Z wielością rzeczywistości mamy do czynienia m.in. przy „przechodzeniu na drugą stronę”, jak również w przypadku pobicia kijem baseball-owym Noboru Watai. Odrzucenie tej alternatywy spowodowane jest niemożnością Okady, lecz w „innej rzeczywistości”, „w innym wymiarze” może ona zaistnieć. Nieskończoność dopuszcza wielokrotne zaistnienie wszelkich wariantów.

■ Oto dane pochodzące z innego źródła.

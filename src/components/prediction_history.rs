use yew::prelude::*;

use crate::mock_data::{sorted_history, HistoryItem, MatchOutcome};

fn render_item(item: &HistoryItem) -> Html {
    let final_class = match item.outcome {
        MatchOutcome::Pending => "history-final muted",
        _ => "history-final",
    };

    html! {
        <div key={item.id.to_string()} class={item.outcome.card_class()}>
            <div class="history-icon">{ item.outcome.icon() }</div>
            <div class="history-match">
                <p class="history-opponent">{ format!("vs {}", item.opponent) }</p>
                <p class="history-competition">{ item.competition }</p>
            </div>
            <div class="history-scores">
                <p>{"Predicted "}<strong>{ item.predicted_label() }</strong></p>
                <p class={final_class}>{"Final "}<strong>{ item.final_label() }</strong></p>
            </div>
        </div>
    }
}

#[function_component(PredictionHistory)]
pub fn prediction_history() -> Html {
    let items = use_memo(|_| sorted_history(), ());

    html! {
        <section class="history">
            <style>
                {r#"
                    .history { border-radius: 1.5rem; padding: 1.5rem; background: rgba(255, 255, 255, 0.6); border: 1px solid rgba(191, 219, 254, 0.5); }
                    .history h2 { font-size: 1.25rem; font-weight: 700; color: #2563eb; }
                    .history-card { margin-top: 0.75rem; display: flex; align-items: center; gap: 0.75rem; border-radius: 1rem; padding: 0.75rem; border-left: 4px solid transparent; }
                    .outcome-win { border-left-color: #22c55e; background: rgba(220, 252, 231, 0.5); }
                    .outcome-loss { border-left-color: #ef4444; background: rgba(254, 226, 226, 0.5); }
                    .outcome-pending { border-left-color: #f59e0b; background: rgba(254, 243, 199, 0.5); }
                    .history-icon { font-size: 1.25rem; width: 2rem; text-align: center; }
                    .history-match { flex: 1; }
                    .history-opponent { font-weight: 700; }
                    .history-competition { font-size: 0.75rem; color: #6b7280; }
                    .history-scores { text-align: right; font-size: 0.75rem; }
                    .history-final.muted { color: #9ca3af; }
                "#}
            </style>
            <h2>{"Your Prediction History"}</h2>
            { for items.iter().map(render_item) }
        </section>
    }
}
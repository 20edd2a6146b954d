use log::debug;

use crate::config::AlbumTiming;
use crate::timing::{Machine, Step, Timeline};

#[derive(Debug, Clone, Copy, PartialEq, Eq)]
pub enum AlbumStep {
    Open,
    Close,
}

/// The hero album: closed on mount, opens after a delay, then closes and
/// reopens once per period, the period counted from the first opening.
#[derive(Debug, Clone)]
pub struct AlbumCycle {
    is_open: bool,
    timeline: Timeline<AlbumStep>,
}

impl AlbumCycle {
    pub fn new(timing: AlbumTiming) -> Self {
        let open_for = timing.period_ms.saturating_sub(timing.closed_ms);
        // First close lands one full period after the first open; from then
        // on each close is `open_for` after the reopen before it.
        let timeline = Timeline::repeating(
            vec![
                Step::new(timing.open_delay_ms, AlbumStep::Open),
                Step::new(timing.period_ms, AlbumStep::Close),
                Step::new(timing.closed_ms, AlbumStep::Open),
                Step::new(open_for, AlbumStep::Close),
                Step::new(timing.closed_ms, AlbumStep::Open),
            ],
            3,
        );
        Self {
            is_open: false,
            timeline,
        }
    }

    pub fn is_open(&self) -> bool {
        self.is_open
    }
}

impl Machine for AlbumCycle {
    type Transition = AlbumStep;

    fn next_step(&mut self) -> Option<Step<AlbumStep>> {
        self.timeline.advance()
    }

    fn apply(&mut self, step: AlbumStep) {
        self.is_open = step == AlbumStep::Open;
        debug!("album {}", if self.is_open { "opened" } else { "closed" });
    }
}

#[cfg(test)]
mod tests {
    use std::cell::Cell;
    use std::rc::Rc;

    use super::*;
    use crate::timing::{Driver, VirtualClock};

    fn running_album() -> (VirtualClock, Driver<AlbumCycle, VirtualClock>, Rc<Cell<usize>>) {
        let clock = VirtualClock::new();
        let changes = Rc::new(Cell::new(0));
        let counter = changes.clone();
        let driver = Driver::start(AlbumCycle::new(AlbumTiming::default()), clock.clone(), move |_| {
            counter.set(counter.get() + 1)
        });
        (clock, driver, changes)
    }

    fn open_at(clock: &VirtualClock, driver: &Driver<AlbumCycle, VirtualClock>, t: u64) -> bool {
        clock.advance_to(t);
        driver.inspect(AlbumCycle::is_open)
    }

    #[test]
    fn follows_the_open_close_timeline() {
        let (clock, driver, _) = running_album();
        let expectations = [
            (0, false),
            (1_999, false),
            (2_000, true),
            (20_999, true),
            (21_000, false),
            (25_999, false),
            (26_000, true),
            (39_999, true),
            (40_000, false),
            (44_999, false),
            (45_000, true),
            (59_000, false),
            (64_000, true),
        ];
        for (t, expected) in expectations {
            assert_eq!(open_at(&clock, &driver, t), expected, "at t={}ms", t);
        }
    }

    #[test]
    fn keeps_a_single_pending_timer() {
        let (clock, _driver, _) = running_album();
        for t in (0..100_000).step_by(500) {
            clock.advance_to(t);
            assert_eq!(clock.pending(), 1, "at t={}ms", t);
        }
    }

    #[test]
    fn stop_freezes_the_album() {
        let (clock, driver, changes) = running_album();
        clock.advance_to(22_000);
        let seen = changes.get();
        assert!(!driver.inspect(AlbumCycle::is_open));

        driver.stop();
        clock.advance_to(200_000);

        assert_eq!(changes.get(), seen);
        assert!(!driver.inspect(AlbumCycle::is_open));
        assert_eq!(clock.pending(), 0);
    }

    #[test]
    fn stop_before_first_open_is_harmless() {
        let (clock, driver, changes) = running_album();
        clock.advance_to(500);
        driver.stop();
        clock.advance_to(10_000);

        assert_eq!(changes.get(), 0);
        assert!(!driver.inspect(AlbumCycle::is_open));
    }
}
//! Grid-to-graph conversion.

use log::{debug, trace};
use mazeroute_core::{Map, Point, Tile, node_key, parse_node_key};

use crate::graph::Graph;
use crate::neighbors::Neighbors;

/// A graph derived from a [`Map`], with the keys of its first start and
/// exit markers.
#[derive(Debug, Clone, Default)]
pub struct GridGraph {
    pub graph: Graph,
    pub start: Option<String>,
    pub exit: Option<String>,
}

impl GridGraph {
    /// Coordinates of the start marker.
    pub fn start_point(&self) -> Option<Point> {
        self.start.as_deref().and_then(parse_node_key)
    }

    /// Coordinates of the exit marker.
    pub fn exit_point(&self) -> Option<Point> {
        self.exit.as_deref().and_then(parse_node_key)
    }
}

/// Convert a map into a directed graph with unit edge weights.
///
/// Every navigable cell becomes a node keyed `"<x>:<y>"`, with an edge to
/// each in-bounds, non-wall neighbor: orthogonal moves always, diagonal
/// moves when `allow_diagonal` is set. Diagonals may pass between two
/// walls. Only the first start and first exit marker in row-major order
/// are recorded; a missing marker is reported as `None`.
pub fn convert_grid_to_graph(map: &Map, allow_diagonal: bool) -> GridGraph {
    let mut out = GridGraph::default();
    let mut nb = Neighbors::new();
    let open = |p: Point| map.at(p).is_some_and(Tile::is_navigable);

    for (p, tile) in map.iter() {
        match tile {
            Tile::Wall => continue,
            Tile::Start => record_marker(&mut out.start, p, "start"),
            Tile::Exit => record_marker(&mut out.exit, p, "exit"),
            Tile::Empty => {}
        }

        let from = out.graph.declare(node_key(p));
        let moves = if allow_diagonal {
            nb.all(p, open)
        } else {
            nb.cardinal(p, open)
        };
        for &q in moves {
            let to = out.graph.intern(node_key(q));
            out.graph.insert_edge(from, to, 1.0);
        }
    }

    debug!(
        "converted {}x{} map (diagonal: {}): {} nodes, {} edges, start {:?}, exit {:?}",
        map.width(),
        map.height(),
        allow_diagonal,
        out.graph.len(),
        out.graph.edge_count(),
        out.start,
        out.exit,
    );
    out
}

fn record_marker(slot: &mut Option<String>, p: Point, what: &str) {
    if slot.is_some() {
        trace!("ignoring extra {what} marker at {p}");
        return;
    }
    *slot = Some(node_key(p));
}
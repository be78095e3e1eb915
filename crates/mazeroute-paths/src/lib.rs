//! Shortest paths and reachability over weighted directed graphs.
//!
//! This crate provides:
//!
//! - a string-keyed directed [`Graph`] with non-negative weights, accepting
//!   bare weights or `cost` records as edge values ([`EdgeValue`]);
//! - conversion of a grid [`Map`](mazeroute_core::Map) into such a graph,
//!   with 4- or 8-way unit-cost moves ([`convert_grid_to_graph`]);
//! - depth-first reachability ([`Dfs`]);
//! - single-source shortest paths ([`Dijkstra`]).
//!
//! Traversals borrow the graph immutably and allocate their working
//! tables per call, so a graph can be queried from many threads at once.
//!
//! ```
//! use mazeroute_core::Map;
//! use mazeroute_paths::{convert_grid_to_graph, dijkstra_resolve};
//!
//! let map = Map::parse("S X\n  E").unwrap();
//! let grid = convert_grid_to_graph(&map, false);
//! let (start, exit) = (grid.start.unwrap(), grid.exit.unwrap());
//! let route = dijkstra_resolve(&grid.graph, &start, &exit).unwrap();
//! assert_eq!(route.distance, 3.0);
//! assert_eq!(route.path, ["0:0", "1:0", "1:1", "2:1"]);
//! ```

mod convert;
mod dfs;
mod dijkstra;
mod error;
mod graph;
mod neighbors;

pub use convert::{GridGraph, convert_grid_to_graph};
pub use dfs::Dfs;
pub use dijkstra::{Dijkstra, Frontier, Reached, Route, SolverConfig};
pub use error::GraphError;
pub use graph::{Adjacent, EdgeRecord, EdgeValue, Graph};
pub use neighbors::{DIAGONAL, Neighbors, ORTHOGONAL};

/// Depth-first pre-order of the nodes reachable from `root`.
///
/// Shorthand for [`Dfs::new`] followed by [`Dfs::explore`].
pub fn dfs_explore(graph: &Graph, root: &str) -> Result<Vec<String>, GraphError> {
    Dfs::new(graph)?.explore(root)
}

/// Shortest route from `source` to `target` with the default solver
/// settings.
///
/// Shorthand for [`Dijkstra::new`] followed by [`Dijkstra::resolve`].
pub fn dijkstra_resolve(graph: &Graph, source: &str, target: &str) -> Result<Route, GraphError> {
    Dijkstra::new(graph)?.resolve(source, target)
}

Z kolei erotyczne „marzenia senne” przestają być „ONIRYCZNE”, gdy dowiadujemy się o ŚWIADOMYM udziale w nich np Krety.
Wielowątkowość powieści, jak i rozmaitość poruszanych zagadnień, których nie rozwiąże ani Murakami, ani Gołebiewski, jest przeogromna i pozwala na pisanie recenzji „bez końca”, jednakże moim celem jest tylko zasygnalizowanie mego, specyficznego spojrzenia i to w możliwie najkrótszej formie. No i właśnie, znów Murakami, który podkreśla, że punkt widzenia zależy od punktu siedzenia. Dlatego też Okada chcialby zostać ptakiem, by z góry ocenić sytuację. Gorąco POLECAM omówioną tu książkę.